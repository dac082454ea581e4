//! Context - the services bound to one engine call.
//!
//! A Context is created by the [`Container`] for each call. It owns a
//! storage session and an event buffer, and once initialized, the loaded
//! business network and the facades built over it.
//!
//! ```text
//!   Container::create_context(identity)
//!        │
//!        ▼
//!   initialize ── load $sysdata.businessnetwork ── cache ──► LoadedNetwork
//!        │                                                     │
//!        │        Serializer / Factory / RegistryManager ◄─────┘
//!        │        IdentityManager / Resolver / QueryService
//!        ▼
//!   load participant for the caller (rejects revoked or inactive identities)
//! ```

use ledger_store::DataService;
use serde::{Deserialize, Serialize};
use std::collections::HashMap;
use std::sync::atomic::AtomicU32;
use std::sync::Arc;
use tracing::{debug, warn};

use crate::api::Api;
use crate::cache::LoadedNetwork;
use crate::cancel::{CallToken, CancelHandle};
use crate::container::Container;
use crate::error::{IdentityRejection, Result, RuntimeError};
use crate::events::EventService;
use crate::executor::{NativeTransactionExecutor, TransactionExecutor};
use crate::factory::Factory;
use crate::identity::IdentityService;
use crate::identity_manager::{IdentityManager, SYSIDENTITIES};
use crate::model::Introspector;
use crate::query::QueryService;
use crate::registry_manager::{RegistryManager, SYSREGISTRIES};
use crate::resolver::Resolver;
use crate::resource::Resource;
use crate::serializer::Serializer;

/// Collection holding the deployed business network.
pub const SYSDATA: &str = "$sysdata";
/// Key of the archive record in [`SYSDATA`].
pub const BUSINESS_NETWORK_KEY: &str = "businessnetwork";

/// The persisted archive: `{ data, hash }`, plus an undeploy marker.
#[derive(Debug, Clone, PartialEq, Eq, Serialize, Deserialize)]
pub struct StoredNetwork {
    /// Base64 archive
    pub data: String,
    pub hash: String,
    #[serde(default, skip_serializing_if = "std::ops::Not::not")]
    pub undeployed: bool,
}

#[derive(Debug, Clone, Copy, Default)]
pub struct InitializeOptions {
    /// The caller may be ISSUED or BOUND (activateIdentity)
    pub allow_activation: bool,
    /// Reload the network and services but keep the current participant
    pub reinitialize: bool,
}

/// Facades over the loaded network, rebuilt on every initialize.
#[derive(Debug, Clone)]
struct Services {
    network: Arc<LoadedNetwork>,
    serializer: Serializer,
    factory: Factory,
    registries: RegistryManager,
    identities: IdentityManager,
}

pub struct Context {
    id: String,
    container: Container,
    data: DataService,
    events: EventService,
    identity: Arc<dyn IdentityService>,
    services: Option<Services>,
    participant: Option<Resource>,
    transaction: Option<Resource>,
    executors: HashMap<String, Arc<dyn TransactionExecutor>>,
    event_counter: Arc<AtomicU32>,
    cancel: CancelHandle,
    token: CallToken,
}

impl Context {
    pub(crate) fn new(
        container: Container,
        data: DataService,
        events: EventService,
        identity: Arc<dyn IdentityService>,
    ) -> Self {
        let native: Arc<dyn TransactionExecutor> = Arc::new(NativeTransactionExecutor);
        let mut executors = HashMap::new();
        executors.insert(native.kind().to_string(), native);
        let (cancel, token) = CallToken::pair();
        Self {
            id: uuid::Uuid::new_v4().to_string(),
            container,
            data,
            events,
            identity,
            services: None,
            participant: None,
            transaction: None,
            executors,
            event_counter: Arc::new(AtomicU32::new(0)),
            cancel,
            token,
        }
    }

    pub fn id(&self) -> &str {
        &self.id
    }

    pub fn container(&self) -> &Container {
        &self.container
    }

    pub fn data_service(&self) -> &DataService {
        &self.data
    }

    pub fn event_service(&self) -> &EventService {
        &self.events
    }

    pub fn identity(&self) -> &dyn IdentityService {
        self.identity.as_ref()
    }

    /// Abandon the call this context is bound to.
    pub fn cancel_handle(&self) -> CancelHandle {
        self.cancel.clone()
    }

    pub(crate) fn call_token(&self) -> CallToken {
        self.token.clone()
    }

    pub fn is_initialized(&self) -> bool {
        self.services.is_some()
    }

    /// Load the deployed network and bind the caller's participant.
    pub async fn initialize(&mut self, options: InitializeOptions) -> Result<()> {
        let sysdata = self.data.get_collection(SYSDATA).await?;
        let stored: StoredNetwork =
            serde_json::from_value(sysdata.get(BUSINESS_NETWORK_KEY).await?)?;
        if stored.undeployed {
            return Err(RuntimeError::Undeployed);
        }
        let network = self.container.load_network(&stored.hash, &stored.data).await?;
        self.bind_network(network).await?;

        if !options.reinitialize {
            self.participant = self.load_current_participant(options.allow_activation).await?;
        }
        debug!(
            context = %self.id,
            network = %self.network()?.definition.identifier(),
            participant = ?self.participant.as_ref().map(Resource::fqi),
            "Context initialized"
        );
        Ok(())
    }

    async fn bind_network(&mut self, network: Arc<LoadedNetwork>) -> Result<()> {
        let serializer = Serializer::new(network.definition.introspector());
        let factory = Factory::new(network.definition.introspector());
        let sysregistries = self.data.get_collection(SYSREGISTRIES).await?;
        let registries = RegistryManager::new(self.data.clone(), serializer.clone(), sysregistries);
        let sysidentities = self.data.get_collection(SYSIDENTITIES).await?;
        let identities = IdentityManager::new(sysidentities, registries.clone());
        self.services = Some(Services {
            network,
            serializer,
            factory,
            registries,
            identities,
        });
        Ok(())
    }

    async fn load_current_participant(&self, allow_activation: bool) -> Result<Option<Resource>> {
        let Some(identifier) = self.identity.identifier() else {
            return Ok(None);
        };
        let reject = |reason: IdentityRejection| {
            warn!(identity = %identifier, reason = ?reason, "Identity rejected");
            RuntimeError::IdentityInvalid {
                identifier: identifier.to_string(),
                reason,
            }
        };

        let identities = self.identity_manager()?;
        let record = identities
            .find_identity(self.identity.as_ref())
            .await?
            .ok_or_else(|| reject(IdentityRejection::NotRegistered))?;
        identities.validate(&record, allow_activation).map_err(reject)?;

        match identities.participant(&record).await {
            Ok(participant) => Ok(Some(participant)),
            Err(e) if e.is_not_found() => Err(reject(IdentityRejection::ParticipantMissing)),
            Err(e) => Err(e),
        }
    }

    fn services(&self) -> Result<&Services> {
        self.services.as_ref().ok_or(RuntimeError::NotInitialized)
    }

    pub fn network(&self) -> Result<&Arc<LoadedNetwork>> {
        Ok(&self.services()?.network)
    }

    pub fn introspector(&self) -> Result<Arc<Introspector>> {
        Ok(self.services()?.network.definition.introspector())
    }

    pub fn serializer(&self) -> Result<&Serializer> {
        Ok(&self.services()?.serializer)
    }

    pub fn factory(&self) -> Result<&Factory> {
        Ok(&self.services()?.factory)
    }

    pub fn registry_manager(&self) -> Result<&RegistryManager> {
        Ok(&self.services()?.registries)
    }

    pub fn identity_manager(&self) -> Result<&IdentityManager> {
        Ok(&self.services()?.identities)
    }

    pub fn resolver(&self) -> Result<Resolver> {
        Ok(Resolver::new(self.registry_manager()?.clone()))
    }

    pub fn query_service(&self) -> Result<QueryService> {
        Ok(QueryService::new(self.registry_manager()?.clone()))
    }

    pub fn participant(&self) -> Option<&Resource> {
        self.participant.as_ref()
    }

    pub fn transaction(&self) -> Option<&Resource> {
        self.transaction.as_ref()
    }

    /// Set the transaction being processed; only valid once per call.
    pub fn set_transaction(&mut self, transaction: Resource) -> Result<()> {
        if self.transaction.is_some() {
            return Err(RuntimeError::Resource(
                "A current transaction has already been specified".into(),
            ));
        }
        self.transaction = Some(transaction);
        Ok(())
    }

    pub fn executor(&self, kind: &str) -> Option<Arc<dyn TransactionExecutor>> {
        self.executors.get(kind).cloned()
    }

    /// The capability bundle for transaction processors.
    pub fn api(&self) -> Result<Api> {
        let services = self.services()?;
        Ok(Api::new(
            services.factory.clone(),
            services.registries.clone(),
            self.events.clone(),
            self.participant.clone(),
            self.transaction.clone(),
            self.event_counter.clone(),
        ))
    }

    pub async fn transaction_start(&self, read_only: bool) -> Result<()> {
        self.data.transaction_start(read_only).await?;
        self.events.transaction_start(read_only).await
    }

    pub async fn transaction_prepare(&self) -> Result<()> {
        self.data.transaction_prepare().await?;
        self.events.transaction_prepare().await
    }

    pub async fn transaction_commit(&self) -> Result<()> {
        self.data.transaction_commit().await?;
        self.events.transaction_commit().await
    }

    pub async fn transaction_rollback(&self) -> Result<()> {
        self.data.transaction_rollback().await?;
        self.events.transaction_rollback().await
    }

    pub async fn transaction_end(&self) -> Result<()> {
        self.data.transaction_end().await?;
        self.events.transaction_end().await
    }
}

impl std::fmt::Debug for Context {
    fn fmt(&self, f: &mut std::fmt::Formatter<'_>) -> std::fmt::Result {
        f.debug_struct("Context")
            .field("id", &self.id)
            .field("identity", &self.identity)
            .field("initialized", &self.is_initialized())
            .field("participant", &self.participant.as_ref().map(Resource::fqi))
            .finish()
    }
}

#[cfg(test)]
mod tests {
    use super::*;
    use crate::config::ContainerConfig;
    use crate::identity::AnonymousIdentity;

    #[tokio::test]
    async fn test_accessors_require_initialize() {
        let container = Container::new(ContainerConfig::new("ctx-test")).unwrap();
        let context = container.create_context(Arc::new(AnonymousIdentity));
        assert!(!context.is_initialized());
        assert!(matches!(context.registry_manager(), Err(RuntimeError::NotInitialized)));
        assert!(matches!(context.api(), Err(RuntimeError::NotInitialized)));
    }

    #[tokio::test]
    async fn test_initialize_without_deployment_fails() {
        let container = Container::new(ContainerConfig::new("ctx-test")).unwrap();
        let mut context = container.create_context(Arc::new(AnonymousIdentity));
        let err = context
            .initialize(InitializeOptions::default())
            .await
            .unwrap_err();
        assert!(err.is_not_found());
    }

    #[tokio::test]
    async fn test_transaction_set_once() {
        let container = Container::new(ContainerConfig::new("ctx-test")).unwrap();
        let mut context = container.create_context(Arc::new(AnonymousIdentity));
        let tx = Resource::new("org.acme.Trade", "t1").unwrap();
        context.set_transaction(tx.clone()).unwrap();
        assert!(context.set_transaction(tx).is_err());
    }

    #[test]
    fn test_stored_network_shape() {
        let stored = StoredNetwork {
            data: "UEsDBA==".into(),
            hash: "abc".into(),
            undeployed: false,
        };
        let json = serde_json::to_value(&stored).unwrap();
        assert_eq!(json, serde_json::json!({ "data": "UEsDBA==", "hash": "abc" }));
    }
}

> [PROBLEM DETAILS] In the entries above, find the line holding "self.cancel.clone()" and the line holding "async fn bind_network(&mut"; print both of them and every line between, exactly, and nothing else.

> [SOLVED PROBLEM]
        self.cancel.clone()
    }

    pub(crate) fn call_token(&self) -> CallToken {
        self.token.clone()
    }

    pub fn is_initialized(&self) -> bool {
        self.services.is_some()
    }

    /// Load the deployed network and bind the caller's participant.
    pub async fn initialize(&mut self, options: InitializeOptions) -> Result<()> {
        let sysdata = self.data.get_collection(SYSDATA).await?;
        let stored: StoredNetwork =
            serde_json::from_value(sysdata.get(BUSINESS_NETWORK_KEY).await?)?;
        if stored.undeployed {
            return Err(RuntimeError::Undeployed);
        }
        let network = self.container.load_network(&stored.hash, &stored.data).await?;
        self.bind_network(network).await?;

        if !options.reinitialize {
            self.participant = self.load_current_participant(options.allow_activation).await?;
        }
        debug!(
            context = %self.id,
            network = %self.network()?.definition.identifier(),
            participant = ?self.participant.as_ref().map(Resource::fqi),
            "Context initialized"
        );
        Ok(())
    }

    async fn bind_network(&mut self, network: Arc<LoadedNetwork>) -> Result<()> {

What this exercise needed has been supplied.